Seeing the wood for the trees: offsets and forests
Forestry was the earliest target for offset funding, and no
wonder. Everyone loves the idea of planting trees for the
future. One of the first specialist offset companies (along
with ClimateCare) was originally called Future Forests –
now the Carbon Neutral Company.
Some early forest offsets drew sharp criticism,
however, and were found wanting on the three key
‘tests’ of additionality, permanence and leakage. Wary of
being associated with something so controversial, many
organisations stopped buying forest offsets altogether.
But recently they’ve returned to favour, not least
because of renewed focus on the speed and scale with
which the world’s tropical forests are being destroyed.
This has in part been encouraged by the
conclusions of the Stern Review, which warned that
rainforest loss alone would, in just four years, release
more carbon into the atmosphere than every flight from
the dawn of aviation until 2025. Forest conservation is
also now part of the global climate negotiations, with
attention focused on the potential to reduce emissions
14 Green Futures January 2011
caused by deforestation or degradation (REDD, as it’s
known). While there is no guarantee that this will
deliver, it could end up providing a massive shot in the
arm for rainforest protection (see ‘Forest futures’,
GF74, p26). Already, some forest governments are
eyeing up the success of Belize in attracting funding
from Norway (which is channelling its substantial oil
earnings into forest protection).
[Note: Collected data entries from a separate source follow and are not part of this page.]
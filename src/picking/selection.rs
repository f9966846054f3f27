//! Click-to-select resolution.

use rustc_hash::FxHashSet;

use super::identifier::PickId;
use crate::geometry::Mesh;

/// An object that can be hit in the picking pass.
pub trait PickableObject {
    /// Identifier the object is drawn with.
    fn pick_id(&self) -> PickId;
}

impl PickableObject for PickId {
    fn pick_id(&self) -> PickId {
        *self
    }
}

/// Set of selected objects within one identifier space.
#[derive(Debug, Clone, Default, PartialEq, Eq)]
pub struct Selection {
    ids: FxHashSet<PickId>,
}

impl Selection {
    /// Empty selection.
    #[must_use]
    pub fn new() -> Self {
        Self::default()
    }

    /// Whether `id` is selected.
    #[must_use]
    pub fn contains(&self, id: PickId) -> bool {
        self.ids.contains(&id)
    }

    /// Number of selected objects.
    #[must_use]
    pub fn len(&self) -> usize {
        self.ids.len()
    }

    /// Whether nothing is selected.
    #[must_use]
    pub fn is_empty(&self) -> bool {
        self.ids.is_empty()
    }

    /// Add `id`; returns `true` if it was not already selected.
    pub fn insert(&mut self, id: PickId) -> bool {
        self.ids.insert(id)
    }

    /// Remove `id`; returns `true` if it was selected.
    pub fn remove(&mut self, id: PickId) -> bool {
        self.ids.remove(&id)
    }

    /// Flip the selection state of `id`.
    pub fn toggle(&mut self, id: PickId) {
        if !self.ids.remove(&id) {
            let _ = self.ids.insert(id);
        }
    }

    /// Deselect everything.
    pub fn clear(&mut self) {
        self.ids.clear();
    }

    /// Keep only the ids accepted by `keep`.
    pub fn retain(&mut self, mut keep: impl FnMut(PickId) -> bool) {
        self.ids.retain(|&id| keep(id));
    }

    /// Selected ids in ascending order.
    #[must_use]
    pub fn sorted(&self) -> Vec<PickId> {
        let mut ids: Vec<PickId> = self.ids.iter().copied().collect();
        ids.sort_unstable();
        ids
    }
}

impl FromIterator<PickId> for Selection {
    fn from_iter<I: IntoIterator<Item = PickId>>(iter: I) -> Self {
        Self {
            ids: iter.into_iter().collect(),
        }
    }
}

/// Apply a click that decoded to `decoded` against `objects`.
///
/// The match is the object drawn with `decoded`; there is none for the
/// background (`0`) or an identifier no object carries. In exclusive mode
/// every other object is deselected first. The match, if any, then has its
/// state flipped, so clicking a selected object deselects it.
#[must_use]
pub fn resolve_selection<T: PickableObject>(
    decoded: u8,
    objects: &[T],
    selected: &Selection,
    exclusive: bool,
) -> Selection {
    let hit = PickId::new(decoded).and_then(|id| {
        objects
            .iter()
            .map(PickableObject::pick_id)
            .find(|&candidate| candidate == id)
    });

    let mut next = selected.clone();
    if exclusive {
        next.retain(|id| Some(id) == hit);
    }
    if let Some(id) = hit {
        next.toggle(id);
    }
    next
}

/// The picking-pass twin of `mesh`: same triangles, flat identifier color.
#[must_use]
pub fn picking_mesh(mesh: &Mesh, id: PickId) -> Mesh {
    mesh.with_flat_color(id.color())
}

#[cfg(test)]
mod tests {
    use glam::Vec3;

    use super::*;
    use crate::geometry::generate_sphere;

    fn ids(raw: &[u8]) -> Vec<PickId> {
        raw.iter().filter_map(|&r| PickId::new(r)).collect()
    }

    fn selection(raw: &[u8]) -> Selection {
        ids(raw).into_iter().collect()
    }

    #[test]
    fn background_click_clears_exclusive_selection() {
        let objects = ids(&[1, 2, 3]);
        let selected = selection(&[1, 3]);
        assert!(resolve_selection(0, &objects, &selected, true).is_empty());
        assert!(resolve_selection(0, &objects, &Selection::new(), true).is_empty());
    }

    #[test]
    fn background_click_keeps_non_exclusive_selection() {
        let objects = ids(&[1, 2, 3]);
        let selected = selection(&[1, 3]);
        assert_eq!(resolve_selection(0, &objects, &selected, false), selected);
    }

    #[test]
    fn unmatched_id_behaves_like_background() {
        let objects = ids(&[1, 2, 3]);
        let selected = selection(&[2]);
        assert!(resolve_selection(77, &objects, &selected, true).is_empty());
        assert_eq!(resolve_selection(77, &objects, &selected, false), selected);
    }

    #[test]
    fn exclusive_click_toggles_only_the_hit() {
        let objects = ids(&[1, 2, 3]);

        // Atoms 1 and 3 were selected; clicking 2 leaves only 2.
        let first = resolve_selection(2, &objects, &selection(&[1, 3]), true);
        assert_eq!(first.sorted(), ids(&[2]));

        // Clicking 2 again deselects it.
        let second = resolve_selection(2, &objects, &first, true);
        assert!(second.is_empty());
    }

    #[test]
    fn non_exclusive_click_accumulates() {
        let objects = ids(&[1, 2, 3]);
        let sel = resolve_selection(1, &objects, &Selection::new(), false);
        let sel = resolve_selection(3, &objects, &sel, false);
        assert_eq!(sel.sorted(), ids(&[1, 3]));
        let sel = resolve_selection(1, &objects, &sel, false);
        assert_eq!(sel.sorted(), ids(&[3]));
    }

    #[test]
    fn picking_mesh_is_flat_identifier_color() {
        let mesh = generate_sphere(Vec3::ZERO, 1.0, Vec3::ONE, 1).unwrap();
        let id = PickId::new(42).unwrap();
        let pick = picking_mesh(&mesh, id);
        assert_eq!(pick.indices(), mesh.indices());
        assert!(pick
            .vertices()
            .iter()
            .all(|v| v.color == [42.0 / 255.0, 0.0, 0.0]));
    }
}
Peru, for example,
wants to incorporate REDD into a broad conservation
strategy that will cover 54 million of its estimated 64
million hectares of rainforest, with a final goal of
eliminating all emissions from deforestation and
degradation.
A number of forest projects have now won
accreditation under both regulated and voluntary
standards, such as Plan Vivo, specifically designed for
forestry by the Edinburgh Carbon Management Centre.
While any forest offset will require fierce scrutiny to
make sure it meets acceptable standards, it’s fair to say
that it’s no longer the neglected member of the family.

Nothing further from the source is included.